» **The task**
Precisely the lines from the one with "stdout stays clean." through the end of the data, both included, must make up the response, each restated word for word.
(Data for review)
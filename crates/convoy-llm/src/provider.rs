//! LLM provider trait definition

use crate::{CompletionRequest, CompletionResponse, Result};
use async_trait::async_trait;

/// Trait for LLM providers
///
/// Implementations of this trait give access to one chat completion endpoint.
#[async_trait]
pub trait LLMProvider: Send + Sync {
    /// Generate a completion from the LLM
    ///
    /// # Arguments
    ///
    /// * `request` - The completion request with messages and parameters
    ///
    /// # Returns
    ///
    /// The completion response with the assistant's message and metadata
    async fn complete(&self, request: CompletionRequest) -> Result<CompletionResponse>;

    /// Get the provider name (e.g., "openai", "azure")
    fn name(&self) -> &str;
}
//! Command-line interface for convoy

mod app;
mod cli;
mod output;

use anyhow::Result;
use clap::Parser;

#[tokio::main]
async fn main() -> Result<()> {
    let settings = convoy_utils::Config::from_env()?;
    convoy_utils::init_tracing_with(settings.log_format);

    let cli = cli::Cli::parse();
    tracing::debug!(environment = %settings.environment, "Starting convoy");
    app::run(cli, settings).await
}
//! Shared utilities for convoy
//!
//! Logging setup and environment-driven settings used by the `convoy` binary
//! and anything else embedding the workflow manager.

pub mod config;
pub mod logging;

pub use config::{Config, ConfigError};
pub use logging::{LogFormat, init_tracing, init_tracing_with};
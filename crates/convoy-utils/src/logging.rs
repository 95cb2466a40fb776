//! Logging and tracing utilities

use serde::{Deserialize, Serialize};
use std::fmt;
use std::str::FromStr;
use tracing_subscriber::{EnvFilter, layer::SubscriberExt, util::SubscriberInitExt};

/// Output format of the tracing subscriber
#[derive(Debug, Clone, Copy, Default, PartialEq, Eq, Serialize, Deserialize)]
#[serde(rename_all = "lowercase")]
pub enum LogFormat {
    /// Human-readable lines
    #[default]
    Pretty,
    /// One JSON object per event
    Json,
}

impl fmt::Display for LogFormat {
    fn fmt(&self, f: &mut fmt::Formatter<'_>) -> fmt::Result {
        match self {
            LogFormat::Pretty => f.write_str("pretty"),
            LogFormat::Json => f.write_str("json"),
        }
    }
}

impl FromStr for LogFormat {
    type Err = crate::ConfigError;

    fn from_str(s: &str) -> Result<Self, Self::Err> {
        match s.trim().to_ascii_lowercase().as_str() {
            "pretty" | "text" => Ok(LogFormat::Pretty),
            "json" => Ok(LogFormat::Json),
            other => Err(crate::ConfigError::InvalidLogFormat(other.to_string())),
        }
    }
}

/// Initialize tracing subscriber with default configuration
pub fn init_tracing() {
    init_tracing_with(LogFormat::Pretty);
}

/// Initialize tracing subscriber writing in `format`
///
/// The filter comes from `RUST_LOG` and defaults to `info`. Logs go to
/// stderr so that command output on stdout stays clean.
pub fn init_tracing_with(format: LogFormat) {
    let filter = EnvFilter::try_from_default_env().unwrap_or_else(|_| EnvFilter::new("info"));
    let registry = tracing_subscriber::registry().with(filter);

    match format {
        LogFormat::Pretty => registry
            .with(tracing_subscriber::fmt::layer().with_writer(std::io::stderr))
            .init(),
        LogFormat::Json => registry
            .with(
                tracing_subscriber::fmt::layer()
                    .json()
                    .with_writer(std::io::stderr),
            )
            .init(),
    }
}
(End Data for review)
» **Exercise answer**
/// stderr so that command output on stdout stays clean.
pub fn init_tracing_with(format: LogFormat) {
    let filter = EnvFilter::try_from_default_env().unwrap_or_else(|_| EnvFilter::new("info"));
    let registry = tracing_subscriber::registry().with(filter);

    match format {
        LogFormat::Pretty => registry
            .with(tracing_subscriber::fmt::layer().with_writer(std::io::stderr))
            .init(),
        LogFormat::Json => registry
            .with(
                tracing_subscriber::fmt::layer()
                    .json()
                    .with_writer(std::io::stderr),
            )
            .init(),
    }
}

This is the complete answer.